OUTRA VEZ PORTO ALEGRE

 

Uma vez em Porto Alegre, território conhecido, Cyro agiria com desembaraço. Ele já não era o jovem inexperiente que deixara os bancos da Faculdade de Medicina. Ao aprendizado e à prática daqueles anos em Quaraí, acrescentava-se a especialização em neurologia, que favorecia o seu currículo. O nome de Cyro não era conhecido e ainda pairavam dúvidas sobre sua excelência profissional. Contudo, frente aos “doutores” restritos aos estudos da graduação, ele possuía uma habilitação que o distinguia. Na capital gaúcha, Cyro também teria que se virar como clínico geral, mas o trabalho neurológico não precisaria ser deixado de lado. Além de trocar ideias com os antigos colegas e professores de faculdade, ele poderia desenvolver pesquisas no Hospital São Pedro.

Cyro encontrara as portas do São Pedro abertas já nos primeiros tempos de estudante. Nesse novo momento, em que se voltava para a neurologia e trazia na bagagem conhecimentos adquiridos nas visitas aos sanatórios do Rio, ele seria novamente bem recebido.
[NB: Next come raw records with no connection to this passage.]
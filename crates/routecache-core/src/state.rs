//! Application state owned by the caller.
//!
//! The library holds no global state. A front end keeps an `AppState`,
//! restores it from the caches at startup and feeds it the results of
//! backend calls. The free functions here are the flows the login and
//! company-selection screens drive.

use chrono::NaiveDate;
use tracing::{debug, info, warn};

use crate::api::{ApiError, ApiResult, BackendClient};
use crate::cache::CompanyDirectoryCache;
use crate::models::{
    Company, CompanyDirectory, Credentials, Package, PackageListOutcome, PackageSource,
    SelectedCompany, SessionIdentity,
};
use crate::session::SessionCache;

#[derive(Debug, Clone, Default, PartialEq)]
pub struct AppState {
    pub session: Option<SessionIdentity>,
    pub selected_company: Option<SelectedCompany>,
    pub companies: Vec<Company>,
    pub packages: Vec<Package>,
    pub package_source: Option<PackageSource>,
    /// Message to show above the package list (the demo banner, usually).
    pub banner: Option<String>,
}

impl AppState {
    /// Rebuild state from the caches. An expired session is purged and
    /// left out.
    pub fn restore(
        sessions: &SessionCache,
        companies: &CompanyDirectoryCache,
        max_age_hours: i64,
    ) -> Self {
        let session = sessions.load_valid_session(max_age_hours);
        let selected_company = companies
            .load_selected_company()
            .or_else(|| sessions.remembered_company());
        let companies = companies
            .load_directory()
            .map(|d| d.companies)
            .unwrap_or_default();

        debug!(
            has_session = session.is_some(),
            has_company = selected_company.is_some(),
            companies = companies.len(),
            "State restored from cache"
        );

        Self {
            session,
            selected_company,
            companies,
            ..Self::default()
        }
    }

    pub fn is_authenticated(&self) -> bool {
        self.session.is_some()
    }

    /// Commit to a company and persist the choice.
    pub fn select_company(&mut self, company: SelectedCompany, cache: &CompanyDirectoryCache) {
        cache.save_selected_company(&company);
        info!(code = %company.code, "Company selected");
        self.selected_company = Some(company);
    }

    pub fn apply_packages(&mut self, outcome: PackageListOutcome) {
        self.banner = if outcome.is_demo() {
            outcome.message
        } else {
            None
        };
        self.package_source = Some(outcome.source);
        self.packages = outcome.packages;
    }

    /// Fetch the logged-in driver's packages into the state. Fails with
    /// `ApiError::NotLoggedIn` when there is no session.
    pub async fn refresh_packages(
        &mut self,
        client: &BackendClient,
        date: Option<NaiveDate>,
    ) -> ApiResult<()> {
        let Some(ref session) = self.session else {
            warn!("Package refresh requested without a session");
            return Err(ApiError::NotLoggedIn);
        };
        let outcome = client
            .get_packages(&session.matricule, &session.company_code, date)
            .await?;
        self.apply_packages(outcome);
        Ok(())
    }

    /// Forget the driver. The selected company is kept for the next login.
    pub fn sign_out(&mut self, sessions: &SessionCache) {
        sessions.clear_session();
        self.session = None;
        self.packages.clear();
        self.package_source = None;
        self.banner = None;
        info!("Signed out");
    }
}

/// Log in and persist the session. The company, if given, is remembered
/// with it.
pub async fn sign_in(
    client: &BackendClient,
    sessions: &SessionCache,
    credentials: &Credentials,
    company: Option<&SelectedCompany>,
) -> ApiResult<SessionIdentity> {
    let identity = client.authenticate(credentials).await?;
    sessions.save_session(&identity);
    if let Some(company) = company {
        sessions.remember_company(company);
    }
    Ok(identity)
}

/// Companies from the cache when it is valid, from the backend otherwise.
#[derive(Debug, Clone, PartialEq)]
pub struct CompanyLoad {
    pub directory: CompanyDirectory,
    pub from_cache: bool,
}

pub async fn load_companies(
    client: &BackendClient,
    cache: &CompanyDirectoryCache,
    force_refresh: bool,
) -> ApiResult<CompanyLoad> {
    if !force_refresh {
        if let Some(directory) = cache.load_directory() {
            debug!(companies = directory.len(), "Using cached company directory");
            return Ok(CompanyLoad {
                directory,
                from_cache: true,
            });
        }
    }

    let directory = client.get_companies().await?;
    cache.save_directory(&directory);
    Ok(CompanyLoad {
        directory,
        from_cache: false,
    })
}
Fundado em 1884, o São Pedro atravessou uma etapa de remodelação entre o final dos anos 1920 e início dos 1930. Não por acaso, nessa época, o hospital foi conduzido por Jacintho Godoy Gomes. Egresso da Faculdade de Medicina de Porto Alegre e funcionário público estadual ligado à medicina legal, Jacintho passou uma temporada na França – de 1919 a 1921 – a fim de se especializar em neuropsiquiatria e de tomar aulas com docentes como Pierre Marie, Joseph Babinski, Ernest Dupré e LaignelLavastine, que atuavam no Hospital Salpêtrière. Em 1926, quando assumiu o São Pedro, Jacintho levou para o comando da instituição os fundamentos e os aprendizados franceses.
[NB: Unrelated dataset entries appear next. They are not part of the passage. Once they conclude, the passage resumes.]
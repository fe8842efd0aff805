//! Concurrent, rate-limited download of every page of a chapter.
//!
//! A single page failing never aborts the chapter: the failure is recorded,
//! the page is left out of the image list and every other page still gets
//! its chance.

use crate::config::FetchConfig;
use crate::console::Console;
use crate::error::{ApiError, FetchError};
use crate::fetcher::{ImageFetcher, PageImage};
use crate::mangadex::{ChapterId, PageLocator, PageRef};
use crate::utils::{RequestPacer, backoff_delay};
use std::sync::atomic::{AtomicUsize, Ordering};
use tokio::sync::Semaphore;

/// Result of downloading a chapter.
#[derive(Debug)]
pub struct AssembledChapter {
    /// Number of pages the chapter declares.
    pub page_count: usize,
    /// Successfully decoded pages, ascending by index. May have gaps.
    pub pages: Vec<PageImage>,
    /// One entry per page that could not be retrieved, ascending by index.
    pub failures: Vec<FetchError>,
}

impl AssembledChapter {
    /// Indices of pages that failed.
    pub fn failed_indices(&self) -> Vec<usize> {
        self.failures.iter().map(|f| f.index).collect()
    }

    /// Returns true if every declared page was retrieved.
    pub fn is_complete(&self) -> bool {
        self.failures.is_empty()
    }
}

/// Downloads all pages of a chapter with bounded concurrency and pacing.
pub struct ChapterAssembler {
    locator: PageLocator,
    fetcher: Box<dyn ImageFetcher>,
    config: FetchConfig,
    console: Console,
}

impl ChapterAssembler {
    /// Creates a new assembler.
    pub fn new(
        locator: PageLocator,
        fetcher: Box<dyn ImageFetcher>,
        config: FetchConfig,
        console: Console,
    ) -> Self {
        Self {
            locator,
            fetcher,
            config,
            console,
        }
    }

    /// Locates and downloads every page of the chapter.
    ///
    /// Only a failed page lookup is an error; page failures are reported in
    /// the returned [`AssembledChapter`].
    pub async fn assemble(&self, chapter_id: &ChapterId) -> Result<AssembledChapter, ApiError> {
        let pages = self.locator.locate(chapter_id).await?;
        self.console
            .info(&format!("Chapter has {} pages", self.console.count(pages.len())));

        Ok(fetch_pages(self.fetcher.as_ref(), &pages, &self.config, &self.console).await)
    }
}

/// Fetches `pages` concurrently and sorts the outcomes back into page order.
pub async fn fetch_pages(
    fetcher: &dyn ImageFetcher,
    pages: &[PageRef],
    config: &FetchConfig,
    console: &Console,
) -> AssembledChapter {
    let semaphore = Semaphore::new(config.max_concurrent.max(1));
    let pacer = RequestPacer::new(config.delay_between_requests_sec);
    let completed = AtomicUsize::new(0);
    let total = pages.len();

    let tasks = pages.iter().map(|page| {
        let semaphore = &semaphore;
        let pacer = &pacer;
        let completed = &completed;
        async move {
            let permit = semaphore.acquire().await;
            let result = fetch_with_retry(fetcher, page, pacer, config, console).await;
            drop(permit);

            let done = completed.fetch_add(1, Ordering::SeqCst) + 1;
            match &result {
                Ok(_) => console.progress_update(&format!(
                    "{} fetched ({}/{} done)",
                    console.page_info(page.index, total),
                    done,
                    total
                )),
                Err(e) => {
                    console.progress_done();
                    console.warning(&e.to_string());
                }
            }
            result
        }
    });

    // join_all keeps input order, so each page owns the slot at its position.
    let results = futures::future::join_all(tasks).await;
    console.progress_done();

    let mut images = Vec::new();
    let mut failures = Vec::new();
    for result in results {
        match result {
            Ok(image) => images.push(image),
            Err(e) => failures.push(e),
        }
    }
    images.sort_by_key(|p| p.index);
    failures.sort_by_key(|f| f.index);

    AssembledChapter {
        page_count: total,
        pages: images,
        failures,
    }
}

async fn fetch_with_retry(
    fetcher: &dyn ImageFetcher,
    page: &PageRef,
    pacer: &RequestPacer,
    config: &FetchConfig,
    console: &Console,
) -> Result<PageImage, FetchError> {
    let mut attempt = 0;

    loop {
        pacer.wait().await;
        match fetcher.fetch(page).await {
            Ok(image) => return Ok(image),
            Err(e) if e.cause.is_retryable() && attempt < config.retries => {
                attempt += 1;
                console.debug(&format!("{}, retry {}/{}", e, attempt, config.retries));
                tokio::time::sleep(backoff_delay(config.retry_backoff_ms, attempt)).await;
            }
            Err(e) => return Err(e),
        }
    }
}

#[cfg(test)]
mod tests {
    use super::*;
    use crate::error::FetchFailure;
    use async_trait::async_trait;
    use image::RgbImage;
    use std::collections::{HashMap, HashSet};
    use std::sync::Mutex;
    use std::time::Duration;

    /// Fetcher that fails on chosen indices and tracks concurrency.
    #[derive(Default)]
    struct ScriptedFetcher {
        fail: HashSet<usize>,
        transient_failures: Mutex<HashMap<usize, u32>>,
        in_flight: AtomicUsize,
        max_in_flight: AtomicUsize,
        calls: AtomicUsize,
    }

    impl ScriptedFetcher {
        fn failing(indices: &[usize]) -> Self {
            Self {
                fail: indices.iter().copied().collect(),
                ..Self::default()
            }
        }
    }

    #[async_trait]
    impl ImageFetcher for ScriptedFetcher {
        async fn fetch(&self, page: &PageRef) -> Result<PageImage, FetchError> {
            self.calls.fetch_add(1, Ordering::SeqCst);
            let now = self.in_flight.fetch_add(1, Ordering::SeqCst) + 1;
            self.max_in_flight.fetch_max(now, Ordering::SeqCst);

            // Later pages finish first so completion order differs from page order.
            let delay = 5 * (10 - page.index.min(9) as u64);
            tokio::time::sleep(Duration::from_millis(delay)).await;
            self.in_flight.fetch_sub(1, Ordering::SeqCst);

            let transient = {
                let mut remaining = self.transient_failures.lock().unwrap();
                match remaining.get_mut(&page.index) {
                    Some(n) if *n > 0 => {
                        *n -= 1;
                        true
                    }
                    _ => false,
                }
            };

            if transient {
                return Err(FetchError {
                    index: page.index,
                    url: page.url.clone(),
                    cause: FetchFailure::Status(503),
                });
            }
            if self.fail.contains(&page.index) {
                return Err(FetchError {
                    index: page.index,
                    url: page.url.clone(),
                    cause: FetchFailure::Status(404),
                });
            }
            Ok(PageImage::new(page.index, RgbImage::new(1, 1)))
        }
    }

    fn pages(n: usize) -> Vec<PageRef> {
        (0..n)
            .map(|index| PageRef {
                index,
                url: format!("https://cdn.example/data/h/{}.png", index),
            })
            .collect()
    }

    fn config(max_concurrent: usize) -> FetchConfig {
        FetchConfig {
            max_concurrent,
            delay_between_requests_sec: 0.0,
            retries: 0,
            retry_backoff_ms: 0,
            ..FetchConfig::default()
        }
    }

    fn quiet() -> Console {
        Console::with_colors(false)
    }

    #[tokio::test]
    async fn test_partial_failures_keep_order_and_account_for_every_page() {
        let fetcher = ScriptedFetcher::failing(&[1, 4]);
        let chapter = fetch_pages(&fetcher, &pages(6), &config(3), &quiet()).await;

        let fetched: Vec<usize> = chapter.pages.iter().map(|p| p.index).collect();
        assert_eq!(fetched, vec![0, 2, 3, 5]);
        assert_eq!(chapter.failed_indices(), vec![1, 4]);
        assert_eq!(chapter.pages.len() + chapter.failures.len(), chapter.page_count);
        assert!(!chapter.is_complete());
    }

    #[tokio::test]
    async fn test_every_page_failing_still_completes() {
        let fetcher = ScriptedFetcher::failing(&[0, 1, 2]);
        let chapter = fetch_pages(&fetcher, &pages(3), &config(2), &quiet()).await;

        assert!(chapter.pages.is_empty());
        assert_eq!(chapter.failed_indices(), vec![0, 1, 2]);
    }

    #[tokio::test]
    async fn test_concurrency_is_bounded() {
        let fetcher = ScriptedFetcher::default();
        let chapter = fetch_pages(&fetcher, &pages(10), &config(3), &quiet()).await;

        assert_eq!(chapter.pages.len(), 10);
        let max = fetcher.max_in_flight.load(Ordering::SeqCst);
        assert!(max <= 3, "saw {max} fetches in flight");
        assert!(max >= 2, "fetches never overlapped");
    }

    #[tokio::test]
    async fn test_pacing_spaces_fetch_starts() {
        let fetcher = ScriptedFetcher::default();
        let mut paced = config(10);
        paced.delay_between_requests_sec = 0.03;

        let started = std::time::Instant::now();
        fetch_pages(&fetcher, &pages(4), &paced, &quiet()).await;
        assert!(started.elapsed() >= Duration::from_millis(90));
    }

    #[tokio::test]
    async fn test_transient_failure_is_retried() {
        let fetcher = ScriptedFetcher::default();
        fetcher.transient_failures.lock().unwrap().insert(2, 1);
        let mut retrying = config(2);
        retrying.retries = 1;

        let chapter = fetch_pages(&fetcher, &pages(3), &retrying, &quiet()).await;
        assert!(chapter.is_complete());
        assert_eq!(fetcher.calls.load(Ordering::SeqCst), 4);
    }

    #[tokio::test]
    async fn test_permanent_failure_is_not_retried() {
        let fetcher = ScriptedFetcher::failing(&[0]);
        let mut retrying = config(1);
        retrying.retries = 3;

        let chapter = fetch_pages(&fetcher, &pages(1), &retrying, &quiet()).await;
        assert_eq!(chapter.failed_indices(), vec![0]);
        assert_eq!(fetcher.calls.load(Ordering::SeqCst), 1);
    }

    #[tokio::test]
    async fn test_empty_chapter() {
        let fetcher = ScriptedFetcher::default();
        let chapter = fetch_pages(&fetcher, &[], &config(2), &quiet()).await;
        assert_eq!(chapter.page_count, 0);
        assert!(chapter.pages.is_empty());
        assert!(chapter.is_complete());
    }

    #[tokio::test]
    async fn test_http_pages_retry_server_errors_but_not_missing_files() {
        use crate::fetcher::HttpImageFetcher;
        use crate::fetcher::tests::gray_png;
        use wiremock::matchers::{method, path};
        use wiremock::{Mock, MockServer, ResponseTemplate};

        let server = MockServer::start().await;
        Mock::given(method("GET"))
            .and(path("/data/h/0.png"))
            .respond_with(ResponseTemplate::new(503))
            .up_to_n_times(1)
            .expect(1)
            .mount(&server)
            .await;
        Mock::given(method("GET"))
            .and(path("/data/h/0.png"))
            .respond_with(ResponseTemplate::new(200).set_body_raw(gray_png(2, 2), "image/png"))
            .expect(1)
            .mount(&server)
            .await;
        Mock::given(method("GET"))
            .and(path("/data/h/1.png"))
            .respond_with(ResponseTemplate::new(404))
            .expect(1)
            .mount(&server)
            .await;

        let refs: Vec<PageRef> = (0..2)
            .map(|index| PageRef {
                index,
                url: format!("{}/data/h/{}.png", server.uri(), index),
            })
            .collect();
        let mut retrying = config(2);
        retrying.retries = 2;

        let fetcher = HttpImageFetcher::new(Duration::from_secs(5)).unwrap();
        let chapter = fetch_pages(&fetcher, &refs, &retrying, &quiet()).await;

        let fetched: Vec<usize> = chapter.pages.iter().map(|p| p.index).collect();
        assert_eq!(fetched, vec![0]);
        assert_eq!(chapter.failed_indices(), vec![1]);
        assert!(matches!(chapter.failures[0].cause, FetchFailure::Status(404)));
    }
}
Ele entendia que, para funcionar de maneira mais efetiva, era necessário que o hospital passasse por modificações que iam do nível material ao científico. Foram construídos “pavilhões independentes para atender diferentes tipos de pacientes”, houve uma “modernização das técnicas de tratamento de acordo com os recursos da época” e um “desenvolvimento de atividades de pesquisas e intercâmbio científicos” com médicos de outros países. A formação dos profissionais também era um assunto caro a Jacintho. Além de criar “a primeira escola para enfermeiros psiquiátricos no país”, ele se preocupou em contratar “médicos especializados em psiquiatria”[1]. A gestão remodeladora de Jacintho Godoy, considerado por Cyro o “mais eficiente”[2] diretor do São Pedro, teve início em 1926, mas sofreu uma interrupção, provavelmente por motivos políticos, em 1932.
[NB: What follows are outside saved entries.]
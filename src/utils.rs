//! Shared HTTP plumbing: status checks, retry backoff and request pacing.

use crate::error::ApiError;
use std::time::Duration;
use tokio::sync::Mutex;
use tokio::time::Instant;

/// User agent sent with every request. MangaDex rejects spoofed browser agents.
pub const USER_AGENT: &str = concat!("mangascribe/", env!("CARGO_PKG_VERSION"));

/// Builds the HTTP client shared by the API client and the image fetcher.
pub fn create_http_client(timeout: Duration) -> Result<reqwest::Client, reqwest::Error> {
    reqwest::Client::builder()
        .user_agent(USER_AGENT)
        .timeout(timeout)
        .build()
}

/// Checks if a status code is worth retrying (rate limiting or server errors).
pub fn is_retryable_status(status: u16) -> bool {
    matches!(status, 429 | 500 | 502 | 503 | 504)
}

/// Checks if an HTTP response is successful, and if not, returns an error
/// that preserves the status code and the requested URL.
pub fn check_response_status(response: reqwest::Response) -> Result<reqwest::Response, ApiError> {
    let status = response.status();
    if !status.is_success() {
        return Err(ApiError::Status {
            status: status.as_u16(),
            url: response.url().to_string(),
        });
    }
    Ok(response)
}

/// Exponential backoff delay for the given retry attempt (1-based).
pub fn backoff_delay(base_ms: u64, attempt: u32) -> Duration {
    let factor = 2u64.saturating_pow(attempt.saturating_sub(1));
    Duration::from_millis(base_ms.saturating_mul(factor))
}

/// Enforces a minimum spacing between request starts.
///
/// Callers reserve the next free slot under the lock and sleep outside it,
/// so concurrent waiters are released one interval apart.
#[derive(Debug)]
pub struct RequestPacer {
    interval: Duration,
    next_slot: Mutex<Option<Instant>>,
}

impl RequestPacer {
    /// Creates a pacer with the given delay between request starts in seconds.
    pub fn new(delay_sec: f64) -> Self {
        let interval = if delay_sec > 0.0 {
            Duration::from_secs_f64(delay_sec)
        } else {
            Duration::ZERO
        };

        Self {
            interval,
            next_slot: Mutex::new(None),
        }
    }

    /// Waits until the caller may start its request.
    pub async fn wait(&self) {
        if self.interval.is_zero() {
            return;
        }

        let start = {
            let mut next_slot = self.next_slot.lock().await;
            let now = Instant::now();
            let start = match *next_slot {
                Some(slot) if slot > now => slot,
                _ => now,
            };
            *next_slot = Some(start + self.interval);
            start
        };

        tokio::time::sleep_until(start).await;
    }
}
Em 1937, Jacintho foi reconduzido ao cargo e essa volta era um sinal positivo para Cyro. O interesse do administrador em contar com especialistas em neurologia e psiquiatria indicava que Cyro teria mercado de trabalho. Era preciso, contudo, dar um jeito de entrar para a equipe do São Pedro. Até 1937, não havia concurso público e os médicos eram contratados. Naturalmente, as afinidades políticas contavam na hora da contratação. O próprio Jacintho, por mais competência que demonstrasse, ingressou nas funções públicas devido a uma proximidade com Antônio Augusto Borges de Medeiros. Em alguns raros casos – como o de Jacintho – o compadrio era eclipsado pelo bom desempenho do apadrinhado. Porém, na maioria das vezes, o arranjo acabava mal. Jacintho Godoy sabia que o sistema das indicações não escolhia os profissionais com maior capacidade. Era preciso organizar um processo seletivo claro, dentro dos conformes – com regulamentos, número de vagas, datas e banca de avaliação explícitos.

Na obra Psiquiatria no Rio Grande do Sul, de 1955, rememorando sua carreira e sua trajetória frente ao São Pedro, Jacintho tratou das seleções para a instituição em um capítulo específico, intitulado “Concursos”. De acordo com o diretor, em 1938, “entrando em vigor a Lei Federal das acumulações, o Hospital se viu desfalcado de quatro médicos”. A disponibilidade de vagas deixou Godoy “assoberbado de pedidos para os cargos”. O problema é que os aspirantes eram “todos médicos não especializados, candidatos a empregos, mas, naturalmente, imbuídos da ideia de que a psiquiatria é um ramo da medicina que se pode exercer sem grandes conhecimentos e o psicopata um doente pitoresco”[3]. Além de ficar evidente a busca de Jacintho pelos profissionais com capacidade e formação, sua postura sugere certa consonância com aquilo que se desenhava nos primeiros momentos do Estado Novo. Quando abordou o tema sem censuras, Cyro disse que o “novo regime, com seus interventores nos Estados, resolveu varrer caprichadamente a casa, como vassoura nova, abrindo concurso para os cargos públicos”[4]. Assim como ocorrera na virada política de 1930, quando recebeu uma bolsa providencial, em 1937, Cyro poderia ser, outra vez, beneficiado pela marcha da história.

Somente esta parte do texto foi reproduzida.